Resultについても、ビューのテストの場合と同様に、play.test.Helpersクラスのメソッドを用いて値の検証を行います。
Resultに対して利用できる主なメソッドは以下の通りです。
メソッド | 機能 | 返される値の例 |
---|---|---|
int status(Result) | ステータスコードを返す | 200(OK) |
String contentAsString(Result) | HTMLを返す | <!DOCTYPE html> <html><head> …… |
String charset(Result) | 文字コードを返す | utf-8 |
String redirectLocation(Result) | リダイレクト先を返す | /top |
今回は、statusメソッドを使って、BAD_REQUESTが返ってくるかどうかのみをテストしています。
次に、フォームの名前が入力され、ステータスコードOKが返る場合のテストを記述してみます。
フォームの値をコントローラに渡すためには、HTTPリクエストのモックを作成する必要があります。HTTPリクエストのモックとしては、FakeRequestクラスが用意されています。FakeRequestを使ってフォームの値を渡すコードは以下の通りです。

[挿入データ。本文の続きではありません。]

//! Straight-line fit for the identification lab.
//!
//! The client probes a hidden `y = k·x + b` and submits what it observed; we
//! regress the outputs on `[1, x]` and report the coefficients and the mean
//! absolute error, all rounded to two decimals.

use nalgebra::DVector;
use tracing::debug;

use crate::domain::{LinearFit, TrialPairs};
use crate::error::LabError;
use crate::math::{line_design, round_to, solve_least_squares};
use crate::models::predict_line;

/// Decimals reported for `k`, `b` and MAE.
const REPORT_DECIMALS: u32 = 2;

/// Fit `y = k·x + b` by ordinary least squares.
///
/// With fewer than two distinct inputs the slope is unidentifiable, so the
/// fit degrades to a flat line through the mean output.
pub fn fit_line(trials: &TrialPairs) -> Result<LinearFit, LabError> {
    if trials.x.len() != trials.y.len() {
        return Err(LabError::parse(
            "table_data",
            format!("{} inputs but {} outputs", trials.x.len(), trials.y.len()),
        ));
    }
    if trials.is_empty() {
        return Err(LabError::EmptyInput);
    }

    let n = trials.len();
    let (k, b) = if distinct_count(&trials.x) < 2 {
        (0.0, trials.y.iter().sum::<f64>() / n as f64)
    } else {
        let design = line_design(&trials.x);
        let y = DVector::from_row_slice(&trials.y);
        let beta = solve_least_squares(&design, &y)
            .ok_or_else(|| LabError::Validation("least squares did not converge".into()))?;
        (beta[1], beta[0])
    };

    let mae = trials
        .points()
        .iter()
        .map(|&(x, y)| (predict_line(k, b, x) - y).abs())
        .sum::<f64>()
        / n as f64;

    debug!(n, k, b, mae, "fitted line");

    Ok(LinearFit {
        k: round_to(k, REPORT_DECIMALS),
        b: round_to(b, REPORT_DECIMALS),
        mae: round_to(mae, REPORT_DECIMALS),
        n,
    })
}

fn distinct_count(xs: &[f64]) -> usize {
    let mut sorted = xs.to_vec();
    sorted.sort_by(f64::total_cmp);
    sorted.dedup();
    sorted.len()
}
//! Small numeric helpers shared by the fitters and renderers.

/// Round `v` to `decimals` decimal places (half away from zero).
pub fn round_to(v: f64, decimals: u32) -> f64 {
    let scale = 10f64.powi(decimals as i32);
    (v * scale).round() / scale
}

/// `n` evenly spaced samples over `[start, end]` (both ends included).
pub fn linspace(start: f64, end: f64, n: usize) -> Vec<f64> {
    match n {
        0 => Vec::new(),
        1 => vec![start],
        _ => {
            let step = (end - start) / (n as f64 - 1.0);
            let mut xs: Vec<f64> = (0..n).map(|i| start + step * i as f64).collect();
            xs[n - 1] = end;
            xs
        }
    }
}

/// Min/max of a slice, ignoring non-finite values.
pub fn finite_bounds(values: &[f64]) -> Option<(f64, f64)> {
    let mut lo = f64::INFINITY;
    let mut hi = f64::NEG_INFINITY;
    for &v in values.iter().filter(|v| v.is_finite()) {
        lo = lo.min(v);
        hi = hi.max(v);
    }
    (lo <= hi).then_some((lo, hi))
}

#[cfg(test)]
mod tests {
    use super::*;

    #[test]
    fn round_to_two_decimals() {
        assert_eq!(round_to(1.234_9, 2), 1.23);
        assert_eq!(round_to(-1.235_1, 2), -1.24);
        assert_eq!(round_to(7.0, 1), 7.0);
    }

    #[test]
    fn linspace_includes_both_ends() {
        let xs = linspace(-30.0, 30.0, 1000);
        assert_eq!(xs.len(), 1000);
        assert_eq!(xs[0], -30.0);
        assert!((xs[999] - 30.0).abs() < 1e-9);
    }

    #[test]
    fn finite_bounds_skips_nan() {
        assert_eq!(finite_bounds(&[3.0, f64::NAN, -1.0]), Some((-1.0, 3.0)));
        assert_eq!(finite_bounds(&[]), None);
    }
}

ControllerTestクラスに以下のテストメソッドを追加してください。
@Test public void testShowNameResultOk() { running(fakeApplication(), new Runnable() { @Override public void run() { Map<String,String> formValue = new HashMap<>(); formValue.put("name", "太郎"); Result result = callAction( controllers.routes.ref.Uranai.showNameResult(), fakeRequest().withFormUrlEncodedBody(formValue)); assertThat(status(result)).isEqualTo(OK); } }); }
フォームに入力される値を渡すためには、上記のように、callActionメソッドの第2引数にFakeRequestインスタンスを渡すことで実現できます。
FakeRequestにフォーム入力値を設定するためには、withFormUrlEncodedBodyメソッドを利用します。FakeRequestについては、フォームの値以外にも、「withSession」のような「with」で始まるメソッドを使うことで、セッション領域などについても値を設定可能です。